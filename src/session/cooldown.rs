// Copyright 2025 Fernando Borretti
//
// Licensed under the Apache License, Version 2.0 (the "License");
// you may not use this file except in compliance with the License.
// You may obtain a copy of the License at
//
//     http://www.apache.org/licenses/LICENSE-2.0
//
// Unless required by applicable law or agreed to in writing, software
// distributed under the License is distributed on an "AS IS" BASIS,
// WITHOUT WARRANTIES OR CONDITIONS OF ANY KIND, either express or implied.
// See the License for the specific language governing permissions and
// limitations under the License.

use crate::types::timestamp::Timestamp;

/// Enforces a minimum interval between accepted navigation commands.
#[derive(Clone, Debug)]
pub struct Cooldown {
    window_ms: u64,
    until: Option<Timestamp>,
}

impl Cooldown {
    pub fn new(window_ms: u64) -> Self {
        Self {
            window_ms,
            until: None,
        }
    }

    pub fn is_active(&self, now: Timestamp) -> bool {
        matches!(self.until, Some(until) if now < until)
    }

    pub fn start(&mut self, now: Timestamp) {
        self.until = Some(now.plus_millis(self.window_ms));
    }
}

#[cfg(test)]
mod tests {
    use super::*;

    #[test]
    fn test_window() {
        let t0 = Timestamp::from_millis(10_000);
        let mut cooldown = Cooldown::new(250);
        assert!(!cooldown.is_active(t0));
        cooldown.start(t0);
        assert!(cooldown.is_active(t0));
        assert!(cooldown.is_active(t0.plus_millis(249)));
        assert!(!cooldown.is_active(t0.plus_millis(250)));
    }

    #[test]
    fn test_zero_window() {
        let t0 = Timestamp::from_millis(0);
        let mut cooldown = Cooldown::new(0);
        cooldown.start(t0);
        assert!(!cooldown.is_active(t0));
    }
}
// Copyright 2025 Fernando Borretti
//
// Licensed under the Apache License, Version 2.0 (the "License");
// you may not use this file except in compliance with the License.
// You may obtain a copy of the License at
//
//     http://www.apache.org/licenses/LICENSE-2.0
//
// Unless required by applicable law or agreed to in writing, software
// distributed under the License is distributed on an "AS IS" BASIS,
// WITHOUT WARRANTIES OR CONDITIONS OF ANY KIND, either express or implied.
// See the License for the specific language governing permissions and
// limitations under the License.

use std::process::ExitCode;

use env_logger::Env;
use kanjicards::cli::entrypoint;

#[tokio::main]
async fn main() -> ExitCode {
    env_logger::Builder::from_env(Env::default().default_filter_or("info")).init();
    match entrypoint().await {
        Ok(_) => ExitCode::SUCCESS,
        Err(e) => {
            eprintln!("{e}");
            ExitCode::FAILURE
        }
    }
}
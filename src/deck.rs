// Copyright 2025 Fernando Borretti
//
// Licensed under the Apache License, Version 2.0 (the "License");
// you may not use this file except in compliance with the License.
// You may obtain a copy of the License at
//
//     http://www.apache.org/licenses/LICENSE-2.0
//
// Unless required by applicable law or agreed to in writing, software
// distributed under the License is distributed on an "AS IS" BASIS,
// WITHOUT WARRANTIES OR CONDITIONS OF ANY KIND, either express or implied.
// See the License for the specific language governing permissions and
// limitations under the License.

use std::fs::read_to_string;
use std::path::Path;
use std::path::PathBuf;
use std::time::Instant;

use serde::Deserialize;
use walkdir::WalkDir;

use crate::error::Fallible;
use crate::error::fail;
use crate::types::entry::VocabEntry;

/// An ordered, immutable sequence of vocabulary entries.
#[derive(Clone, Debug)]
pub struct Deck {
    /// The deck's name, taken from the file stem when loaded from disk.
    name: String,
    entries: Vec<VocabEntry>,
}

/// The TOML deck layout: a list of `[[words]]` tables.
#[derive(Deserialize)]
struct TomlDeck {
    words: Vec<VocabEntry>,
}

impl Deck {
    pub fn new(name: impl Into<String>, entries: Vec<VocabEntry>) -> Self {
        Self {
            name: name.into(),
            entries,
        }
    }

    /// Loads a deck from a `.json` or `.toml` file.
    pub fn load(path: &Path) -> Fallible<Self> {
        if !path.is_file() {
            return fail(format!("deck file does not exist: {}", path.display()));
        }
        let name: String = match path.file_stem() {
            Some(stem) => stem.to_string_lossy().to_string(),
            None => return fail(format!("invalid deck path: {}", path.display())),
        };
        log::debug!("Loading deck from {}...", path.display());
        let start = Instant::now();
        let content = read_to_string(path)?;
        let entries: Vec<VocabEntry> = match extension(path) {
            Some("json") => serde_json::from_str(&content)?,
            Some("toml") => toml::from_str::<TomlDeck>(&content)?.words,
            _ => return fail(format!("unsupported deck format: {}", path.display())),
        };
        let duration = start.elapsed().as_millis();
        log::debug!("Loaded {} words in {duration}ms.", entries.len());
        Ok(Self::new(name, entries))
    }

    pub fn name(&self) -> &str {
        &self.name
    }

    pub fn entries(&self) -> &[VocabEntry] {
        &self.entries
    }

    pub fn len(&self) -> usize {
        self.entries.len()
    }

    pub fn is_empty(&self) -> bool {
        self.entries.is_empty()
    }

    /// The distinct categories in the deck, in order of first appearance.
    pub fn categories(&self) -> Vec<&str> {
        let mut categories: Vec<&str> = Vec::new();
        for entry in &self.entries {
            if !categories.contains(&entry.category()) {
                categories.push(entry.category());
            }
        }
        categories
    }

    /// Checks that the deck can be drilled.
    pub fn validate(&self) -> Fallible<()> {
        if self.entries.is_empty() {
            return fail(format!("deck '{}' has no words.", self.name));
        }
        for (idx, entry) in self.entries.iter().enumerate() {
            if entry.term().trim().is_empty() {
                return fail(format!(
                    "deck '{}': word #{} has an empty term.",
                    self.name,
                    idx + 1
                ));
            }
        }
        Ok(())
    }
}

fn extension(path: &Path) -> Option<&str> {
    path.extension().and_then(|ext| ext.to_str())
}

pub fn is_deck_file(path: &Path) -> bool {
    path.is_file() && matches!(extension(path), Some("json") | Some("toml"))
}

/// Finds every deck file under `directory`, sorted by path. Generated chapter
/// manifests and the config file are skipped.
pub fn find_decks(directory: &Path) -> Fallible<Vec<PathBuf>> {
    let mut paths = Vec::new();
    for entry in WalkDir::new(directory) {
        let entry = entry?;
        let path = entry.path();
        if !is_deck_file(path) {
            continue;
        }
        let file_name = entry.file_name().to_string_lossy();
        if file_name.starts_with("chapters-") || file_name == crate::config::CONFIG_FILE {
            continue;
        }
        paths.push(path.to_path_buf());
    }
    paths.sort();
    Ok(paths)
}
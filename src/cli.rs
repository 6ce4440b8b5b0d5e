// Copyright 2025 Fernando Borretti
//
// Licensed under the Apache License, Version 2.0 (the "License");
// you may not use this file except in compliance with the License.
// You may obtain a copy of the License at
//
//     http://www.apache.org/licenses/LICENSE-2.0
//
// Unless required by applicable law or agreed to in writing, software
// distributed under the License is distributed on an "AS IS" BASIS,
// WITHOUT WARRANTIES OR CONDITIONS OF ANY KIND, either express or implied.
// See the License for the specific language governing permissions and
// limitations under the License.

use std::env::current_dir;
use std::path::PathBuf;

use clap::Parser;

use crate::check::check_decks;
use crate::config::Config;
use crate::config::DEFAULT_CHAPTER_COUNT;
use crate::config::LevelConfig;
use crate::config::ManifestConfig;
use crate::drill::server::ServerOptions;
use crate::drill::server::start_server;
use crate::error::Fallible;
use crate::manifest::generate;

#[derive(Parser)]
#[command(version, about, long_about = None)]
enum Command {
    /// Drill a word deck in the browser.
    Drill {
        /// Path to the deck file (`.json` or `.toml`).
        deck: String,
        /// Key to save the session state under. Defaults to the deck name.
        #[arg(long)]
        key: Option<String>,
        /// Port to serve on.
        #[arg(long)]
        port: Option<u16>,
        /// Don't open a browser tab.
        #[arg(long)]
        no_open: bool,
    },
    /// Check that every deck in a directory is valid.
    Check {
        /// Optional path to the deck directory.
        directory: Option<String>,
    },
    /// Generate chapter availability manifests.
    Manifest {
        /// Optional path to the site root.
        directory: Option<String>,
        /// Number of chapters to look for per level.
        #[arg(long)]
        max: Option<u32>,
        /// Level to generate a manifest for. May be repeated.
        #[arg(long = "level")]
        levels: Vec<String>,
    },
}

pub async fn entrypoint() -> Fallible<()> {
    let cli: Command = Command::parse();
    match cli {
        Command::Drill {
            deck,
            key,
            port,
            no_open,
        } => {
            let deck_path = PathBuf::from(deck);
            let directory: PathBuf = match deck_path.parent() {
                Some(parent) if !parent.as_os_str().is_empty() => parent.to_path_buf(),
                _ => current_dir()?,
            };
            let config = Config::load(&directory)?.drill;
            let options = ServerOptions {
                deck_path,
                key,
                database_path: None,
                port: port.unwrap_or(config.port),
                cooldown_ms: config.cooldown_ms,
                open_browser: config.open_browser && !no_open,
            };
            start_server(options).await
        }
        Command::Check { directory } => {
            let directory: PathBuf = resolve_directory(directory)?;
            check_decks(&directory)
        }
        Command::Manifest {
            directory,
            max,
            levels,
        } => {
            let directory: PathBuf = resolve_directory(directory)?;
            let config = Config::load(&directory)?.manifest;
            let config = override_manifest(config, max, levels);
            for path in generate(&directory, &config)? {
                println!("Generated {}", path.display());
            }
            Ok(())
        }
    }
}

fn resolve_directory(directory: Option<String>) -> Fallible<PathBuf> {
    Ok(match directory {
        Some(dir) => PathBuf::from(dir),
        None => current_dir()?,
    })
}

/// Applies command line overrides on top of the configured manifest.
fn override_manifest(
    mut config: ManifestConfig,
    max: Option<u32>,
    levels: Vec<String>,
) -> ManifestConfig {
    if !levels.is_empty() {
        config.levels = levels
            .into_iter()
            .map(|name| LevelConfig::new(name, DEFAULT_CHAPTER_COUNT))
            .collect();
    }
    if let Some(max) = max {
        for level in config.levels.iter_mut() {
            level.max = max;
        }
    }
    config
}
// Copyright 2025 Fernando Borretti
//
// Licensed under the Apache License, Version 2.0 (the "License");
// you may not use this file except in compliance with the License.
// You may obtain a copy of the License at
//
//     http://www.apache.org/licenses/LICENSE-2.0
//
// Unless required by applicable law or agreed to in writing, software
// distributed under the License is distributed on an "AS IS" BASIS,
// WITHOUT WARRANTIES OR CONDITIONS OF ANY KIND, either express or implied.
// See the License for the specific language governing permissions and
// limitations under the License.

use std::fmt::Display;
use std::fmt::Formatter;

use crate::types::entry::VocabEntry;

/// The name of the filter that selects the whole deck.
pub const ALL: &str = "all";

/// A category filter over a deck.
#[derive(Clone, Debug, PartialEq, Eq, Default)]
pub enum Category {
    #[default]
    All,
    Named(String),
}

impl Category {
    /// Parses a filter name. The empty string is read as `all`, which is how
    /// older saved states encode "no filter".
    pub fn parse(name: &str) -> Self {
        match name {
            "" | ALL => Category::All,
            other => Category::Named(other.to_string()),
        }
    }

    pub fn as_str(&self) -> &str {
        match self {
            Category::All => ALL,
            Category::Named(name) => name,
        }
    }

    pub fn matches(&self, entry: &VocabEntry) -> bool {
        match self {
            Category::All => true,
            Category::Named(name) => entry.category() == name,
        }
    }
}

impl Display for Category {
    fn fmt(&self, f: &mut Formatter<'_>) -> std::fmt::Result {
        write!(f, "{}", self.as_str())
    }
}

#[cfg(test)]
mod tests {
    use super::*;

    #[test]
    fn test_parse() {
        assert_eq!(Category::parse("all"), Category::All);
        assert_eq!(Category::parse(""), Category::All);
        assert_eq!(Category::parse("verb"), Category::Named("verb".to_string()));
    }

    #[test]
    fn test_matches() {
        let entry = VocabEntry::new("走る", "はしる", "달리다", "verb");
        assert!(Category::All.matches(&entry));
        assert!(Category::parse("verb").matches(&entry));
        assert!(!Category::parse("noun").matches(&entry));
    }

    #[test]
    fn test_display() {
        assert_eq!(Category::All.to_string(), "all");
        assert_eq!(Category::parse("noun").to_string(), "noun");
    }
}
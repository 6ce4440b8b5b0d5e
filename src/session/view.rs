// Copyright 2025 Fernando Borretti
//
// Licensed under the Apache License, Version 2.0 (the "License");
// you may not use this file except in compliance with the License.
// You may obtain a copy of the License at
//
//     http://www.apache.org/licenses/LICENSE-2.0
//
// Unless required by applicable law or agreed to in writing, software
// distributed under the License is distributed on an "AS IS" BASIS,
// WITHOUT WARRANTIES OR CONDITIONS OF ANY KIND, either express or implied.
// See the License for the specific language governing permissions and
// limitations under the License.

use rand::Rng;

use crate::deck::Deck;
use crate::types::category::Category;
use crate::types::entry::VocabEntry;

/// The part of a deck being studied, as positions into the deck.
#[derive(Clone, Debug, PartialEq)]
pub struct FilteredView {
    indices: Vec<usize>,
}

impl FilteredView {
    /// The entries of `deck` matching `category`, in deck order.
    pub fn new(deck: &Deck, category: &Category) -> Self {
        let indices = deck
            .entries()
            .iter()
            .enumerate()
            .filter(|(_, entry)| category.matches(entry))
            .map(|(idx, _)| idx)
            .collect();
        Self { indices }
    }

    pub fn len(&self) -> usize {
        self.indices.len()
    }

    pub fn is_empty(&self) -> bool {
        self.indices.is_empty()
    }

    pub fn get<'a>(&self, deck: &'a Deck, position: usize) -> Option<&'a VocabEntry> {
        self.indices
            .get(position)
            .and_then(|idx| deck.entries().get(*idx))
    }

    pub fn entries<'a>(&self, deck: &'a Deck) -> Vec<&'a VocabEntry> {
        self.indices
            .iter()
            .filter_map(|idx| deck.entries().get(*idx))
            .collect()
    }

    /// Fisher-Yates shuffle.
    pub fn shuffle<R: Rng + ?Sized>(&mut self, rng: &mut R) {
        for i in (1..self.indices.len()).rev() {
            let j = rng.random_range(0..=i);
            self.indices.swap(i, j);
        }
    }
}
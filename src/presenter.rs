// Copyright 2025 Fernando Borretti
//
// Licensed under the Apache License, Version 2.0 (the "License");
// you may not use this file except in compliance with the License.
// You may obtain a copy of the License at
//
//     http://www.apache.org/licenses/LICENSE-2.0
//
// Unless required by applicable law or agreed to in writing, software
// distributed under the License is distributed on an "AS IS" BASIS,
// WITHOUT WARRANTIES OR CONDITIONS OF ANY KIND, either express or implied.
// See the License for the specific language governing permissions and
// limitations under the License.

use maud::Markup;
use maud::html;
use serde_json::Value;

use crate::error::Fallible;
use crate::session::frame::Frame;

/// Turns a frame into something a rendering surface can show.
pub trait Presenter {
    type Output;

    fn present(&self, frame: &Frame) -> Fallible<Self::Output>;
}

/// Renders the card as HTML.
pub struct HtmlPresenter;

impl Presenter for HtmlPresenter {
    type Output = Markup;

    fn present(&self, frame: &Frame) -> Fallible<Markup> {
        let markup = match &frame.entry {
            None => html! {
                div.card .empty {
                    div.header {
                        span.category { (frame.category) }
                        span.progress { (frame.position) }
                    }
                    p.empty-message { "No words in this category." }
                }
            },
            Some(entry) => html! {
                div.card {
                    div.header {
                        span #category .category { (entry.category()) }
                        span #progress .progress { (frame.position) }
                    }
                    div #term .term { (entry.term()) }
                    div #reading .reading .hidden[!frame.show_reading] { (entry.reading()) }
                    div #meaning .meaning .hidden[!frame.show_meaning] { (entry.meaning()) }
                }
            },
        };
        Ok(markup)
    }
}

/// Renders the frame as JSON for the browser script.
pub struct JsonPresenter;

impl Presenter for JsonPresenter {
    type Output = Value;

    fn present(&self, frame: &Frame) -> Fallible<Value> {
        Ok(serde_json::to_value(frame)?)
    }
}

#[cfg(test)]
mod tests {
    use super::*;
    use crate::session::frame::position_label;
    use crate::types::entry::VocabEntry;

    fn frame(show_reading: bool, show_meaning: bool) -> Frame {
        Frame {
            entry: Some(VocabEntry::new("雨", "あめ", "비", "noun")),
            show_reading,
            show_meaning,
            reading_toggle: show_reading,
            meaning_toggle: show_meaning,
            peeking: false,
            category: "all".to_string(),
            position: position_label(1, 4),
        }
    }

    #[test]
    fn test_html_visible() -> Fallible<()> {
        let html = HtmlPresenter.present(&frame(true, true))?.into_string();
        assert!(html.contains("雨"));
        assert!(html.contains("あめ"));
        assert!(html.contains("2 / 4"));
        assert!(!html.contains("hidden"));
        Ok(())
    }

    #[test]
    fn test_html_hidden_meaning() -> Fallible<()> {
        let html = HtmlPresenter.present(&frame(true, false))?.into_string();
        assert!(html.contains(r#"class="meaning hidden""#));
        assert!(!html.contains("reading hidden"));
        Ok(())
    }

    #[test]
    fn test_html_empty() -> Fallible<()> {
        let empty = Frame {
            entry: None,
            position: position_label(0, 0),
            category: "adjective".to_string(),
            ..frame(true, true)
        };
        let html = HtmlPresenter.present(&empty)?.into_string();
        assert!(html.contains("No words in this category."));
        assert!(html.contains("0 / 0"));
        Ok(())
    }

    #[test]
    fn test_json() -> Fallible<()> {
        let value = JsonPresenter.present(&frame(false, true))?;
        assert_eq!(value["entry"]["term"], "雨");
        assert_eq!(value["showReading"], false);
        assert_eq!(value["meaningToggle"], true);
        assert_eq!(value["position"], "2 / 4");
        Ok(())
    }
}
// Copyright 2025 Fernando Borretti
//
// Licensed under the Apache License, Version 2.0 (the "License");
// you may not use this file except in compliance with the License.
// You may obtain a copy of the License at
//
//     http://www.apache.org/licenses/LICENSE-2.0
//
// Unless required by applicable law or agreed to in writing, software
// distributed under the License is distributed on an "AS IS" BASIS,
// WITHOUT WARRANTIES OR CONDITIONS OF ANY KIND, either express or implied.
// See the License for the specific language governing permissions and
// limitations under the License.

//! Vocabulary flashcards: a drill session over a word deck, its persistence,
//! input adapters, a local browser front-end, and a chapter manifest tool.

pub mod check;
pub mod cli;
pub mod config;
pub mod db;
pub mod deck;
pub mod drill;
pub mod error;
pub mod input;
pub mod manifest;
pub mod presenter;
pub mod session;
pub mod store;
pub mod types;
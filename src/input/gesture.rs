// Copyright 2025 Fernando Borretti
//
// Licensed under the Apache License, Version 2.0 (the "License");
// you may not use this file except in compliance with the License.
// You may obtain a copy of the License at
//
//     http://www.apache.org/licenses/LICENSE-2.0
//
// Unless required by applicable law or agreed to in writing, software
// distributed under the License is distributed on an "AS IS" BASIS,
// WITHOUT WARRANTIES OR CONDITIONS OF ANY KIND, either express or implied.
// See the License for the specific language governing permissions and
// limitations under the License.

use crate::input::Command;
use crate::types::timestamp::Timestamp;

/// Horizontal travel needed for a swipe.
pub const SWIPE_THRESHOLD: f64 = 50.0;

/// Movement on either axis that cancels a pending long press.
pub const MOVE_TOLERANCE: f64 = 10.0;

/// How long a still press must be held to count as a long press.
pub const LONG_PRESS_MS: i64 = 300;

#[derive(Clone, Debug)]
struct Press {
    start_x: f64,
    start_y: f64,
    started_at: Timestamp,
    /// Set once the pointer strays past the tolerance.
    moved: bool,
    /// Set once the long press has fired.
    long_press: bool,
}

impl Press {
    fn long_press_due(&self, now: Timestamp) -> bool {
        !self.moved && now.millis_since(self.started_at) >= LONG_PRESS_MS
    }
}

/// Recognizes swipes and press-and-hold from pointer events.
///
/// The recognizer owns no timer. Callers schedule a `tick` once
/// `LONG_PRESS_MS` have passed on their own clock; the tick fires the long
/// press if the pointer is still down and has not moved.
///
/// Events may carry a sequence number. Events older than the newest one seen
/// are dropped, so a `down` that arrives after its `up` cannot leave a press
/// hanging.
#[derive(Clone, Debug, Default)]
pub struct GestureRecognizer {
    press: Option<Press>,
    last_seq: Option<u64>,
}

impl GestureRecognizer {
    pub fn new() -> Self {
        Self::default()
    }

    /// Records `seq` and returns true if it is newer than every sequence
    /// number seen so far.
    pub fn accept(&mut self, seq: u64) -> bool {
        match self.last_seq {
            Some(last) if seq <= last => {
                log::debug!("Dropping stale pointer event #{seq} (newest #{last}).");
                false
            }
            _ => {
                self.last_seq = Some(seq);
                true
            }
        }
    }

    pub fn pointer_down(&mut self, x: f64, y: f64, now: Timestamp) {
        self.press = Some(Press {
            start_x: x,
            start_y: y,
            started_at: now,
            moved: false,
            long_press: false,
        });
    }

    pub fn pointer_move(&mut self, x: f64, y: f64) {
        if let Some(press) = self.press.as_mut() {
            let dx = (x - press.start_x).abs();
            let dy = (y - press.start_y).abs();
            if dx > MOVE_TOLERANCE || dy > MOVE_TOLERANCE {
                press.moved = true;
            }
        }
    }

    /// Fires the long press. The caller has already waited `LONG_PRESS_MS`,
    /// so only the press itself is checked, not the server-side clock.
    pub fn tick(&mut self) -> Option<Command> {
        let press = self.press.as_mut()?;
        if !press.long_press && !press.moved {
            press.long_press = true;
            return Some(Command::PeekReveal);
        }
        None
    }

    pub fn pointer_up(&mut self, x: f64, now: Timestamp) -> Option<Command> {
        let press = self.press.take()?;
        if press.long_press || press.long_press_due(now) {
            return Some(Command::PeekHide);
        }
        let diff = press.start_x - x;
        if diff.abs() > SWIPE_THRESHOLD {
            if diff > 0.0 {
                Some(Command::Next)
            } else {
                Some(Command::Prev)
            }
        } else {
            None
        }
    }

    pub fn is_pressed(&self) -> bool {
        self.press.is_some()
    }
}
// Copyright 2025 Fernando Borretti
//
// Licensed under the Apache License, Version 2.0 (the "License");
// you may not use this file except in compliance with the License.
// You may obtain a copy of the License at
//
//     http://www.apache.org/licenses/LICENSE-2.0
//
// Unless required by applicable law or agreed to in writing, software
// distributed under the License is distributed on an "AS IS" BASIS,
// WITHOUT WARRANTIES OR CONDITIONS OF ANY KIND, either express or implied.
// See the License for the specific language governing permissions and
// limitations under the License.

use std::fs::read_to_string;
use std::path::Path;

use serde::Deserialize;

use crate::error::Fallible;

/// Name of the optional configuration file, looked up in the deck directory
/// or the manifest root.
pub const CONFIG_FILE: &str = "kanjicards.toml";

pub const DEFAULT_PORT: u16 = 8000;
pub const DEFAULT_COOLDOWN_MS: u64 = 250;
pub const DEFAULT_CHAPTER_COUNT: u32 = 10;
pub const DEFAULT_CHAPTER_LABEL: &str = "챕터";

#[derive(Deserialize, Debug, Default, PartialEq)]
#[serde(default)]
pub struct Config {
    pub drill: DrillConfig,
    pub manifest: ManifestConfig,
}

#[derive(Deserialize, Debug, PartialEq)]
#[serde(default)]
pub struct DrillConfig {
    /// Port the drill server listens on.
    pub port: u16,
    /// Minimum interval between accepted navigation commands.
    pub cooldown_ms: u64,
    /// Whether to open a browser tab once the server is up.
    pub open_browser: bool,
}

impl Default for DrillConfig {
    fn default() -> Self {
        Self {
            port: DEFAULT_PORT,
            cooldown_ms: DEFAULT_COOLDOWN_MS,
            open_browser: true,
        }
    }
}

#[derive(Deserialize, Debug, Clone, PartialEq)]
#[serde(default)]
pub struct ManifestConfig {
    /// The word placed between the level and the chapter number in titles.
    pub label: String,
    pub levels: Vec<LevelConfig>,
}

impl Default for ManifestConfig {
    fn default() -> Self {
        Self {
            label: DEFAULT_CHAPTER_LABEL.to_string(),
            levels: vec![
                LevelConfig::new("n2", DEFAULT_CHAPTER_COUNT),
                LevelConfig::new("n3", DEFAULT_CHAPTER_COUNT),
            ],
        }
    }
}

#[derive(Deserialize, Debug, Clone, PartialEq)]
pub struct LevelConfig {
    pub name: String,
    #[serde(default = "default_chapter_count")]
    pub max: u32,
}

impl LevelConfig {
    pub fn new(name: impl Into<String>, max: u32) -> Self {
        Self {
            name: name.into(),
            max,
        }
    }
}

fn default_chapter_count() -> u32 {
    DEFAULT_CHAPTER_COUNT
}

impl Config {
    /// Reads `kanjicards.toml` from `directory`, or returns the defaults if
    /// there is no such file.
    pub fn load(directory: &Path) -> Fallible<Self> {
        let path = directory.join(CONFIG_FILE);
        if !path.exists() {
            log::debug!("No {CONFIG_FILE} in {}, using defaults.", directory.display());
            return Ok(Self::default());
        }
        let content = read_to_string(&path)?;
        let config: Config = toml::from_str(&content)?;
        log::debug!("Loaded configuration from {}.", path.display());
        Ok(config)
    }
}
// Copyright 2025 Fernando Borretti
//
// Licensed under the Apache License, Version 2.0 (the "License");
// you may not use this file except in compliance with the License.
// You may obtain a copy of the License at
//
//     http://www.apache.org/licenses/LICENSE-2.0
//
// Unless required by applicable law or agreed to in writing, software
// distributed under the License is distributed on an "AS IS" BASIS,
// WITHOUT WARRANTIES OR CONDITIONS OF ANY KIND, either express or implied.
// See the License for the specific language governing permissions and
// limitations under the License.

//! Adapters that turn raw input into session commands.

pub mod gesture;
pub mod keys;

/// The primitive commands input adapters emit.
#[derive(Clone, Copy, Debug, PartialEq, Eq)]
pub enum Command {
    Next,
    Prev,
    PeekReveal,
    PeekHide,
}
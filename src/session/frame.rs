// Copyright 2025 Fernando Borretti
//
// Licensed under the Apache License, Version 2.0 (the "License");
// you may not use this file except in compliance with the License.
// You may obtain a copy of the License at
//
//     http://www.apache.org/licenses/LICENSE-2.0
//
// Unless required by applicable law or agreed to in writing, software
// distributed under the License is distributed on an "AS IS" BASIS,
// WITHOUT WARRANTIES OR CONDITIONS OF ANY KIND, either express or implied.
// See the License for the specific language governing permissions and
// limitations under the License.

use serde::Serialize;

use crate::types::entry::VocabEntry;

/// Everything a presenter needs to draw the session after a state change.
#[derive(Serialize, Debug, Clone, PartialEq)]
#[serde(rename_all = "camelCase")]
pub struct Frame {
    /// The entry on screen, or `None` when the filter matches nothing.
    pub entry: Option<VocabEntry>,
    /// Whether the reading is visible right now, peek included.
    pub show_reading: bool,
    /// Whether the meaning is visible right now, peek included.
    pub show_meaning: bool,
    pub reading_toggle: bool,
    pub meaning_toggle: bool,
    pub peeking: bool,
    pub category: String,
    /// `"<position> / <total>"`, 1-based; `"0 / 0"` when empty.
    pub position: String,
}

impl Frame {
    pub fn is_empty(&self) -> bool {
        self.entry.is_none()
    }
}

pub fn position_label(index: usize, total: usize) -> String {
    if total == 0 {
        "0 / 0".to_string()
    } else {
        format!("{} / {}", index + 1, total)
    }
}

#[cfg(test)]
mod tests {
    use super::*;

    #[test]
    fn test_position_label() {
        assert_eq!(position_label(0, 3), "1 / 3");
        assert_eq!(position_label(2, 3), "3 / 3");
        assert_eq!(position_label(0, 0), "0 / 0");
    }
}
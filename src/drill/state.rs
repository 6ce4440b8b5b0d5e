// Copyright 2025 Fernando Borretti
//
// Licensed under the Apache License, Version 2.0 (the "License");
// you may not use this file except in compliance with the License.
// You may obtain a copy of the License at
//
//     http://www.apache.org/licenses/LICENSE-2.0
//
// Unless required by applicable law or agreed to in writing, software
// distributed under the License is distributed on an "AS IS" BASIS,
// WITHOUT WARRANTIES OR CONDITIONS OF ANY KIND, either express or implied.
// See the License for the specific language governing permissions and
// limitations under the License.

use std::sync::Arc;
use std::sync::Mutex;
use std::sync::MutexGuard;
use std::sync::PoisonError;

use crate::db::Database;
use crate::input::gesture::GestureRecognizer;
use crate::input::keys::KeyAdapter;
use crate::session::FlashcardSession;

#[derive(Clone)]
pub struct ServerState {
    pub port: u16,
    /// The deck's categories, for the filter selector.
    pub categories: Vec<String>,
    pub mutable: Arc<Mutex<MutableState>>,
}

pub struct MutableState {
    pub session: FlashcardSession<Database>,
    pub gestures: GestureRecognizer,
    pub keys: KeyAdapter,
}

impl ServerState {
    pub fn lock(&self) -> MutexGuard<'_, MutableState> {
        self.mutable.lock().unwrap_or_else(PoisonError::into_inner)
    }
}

+ + + + +

Search the entries for the word "commands" and copy every line that holds it.

# EXERCISE OUTPUT
/// Enforces a minimum interval between accepted navigation commands.
    /// Minimum interval between accepted navigation commands.
//! Adapters that turn raw input into session commands.
/// The primitive commands input adapters emit.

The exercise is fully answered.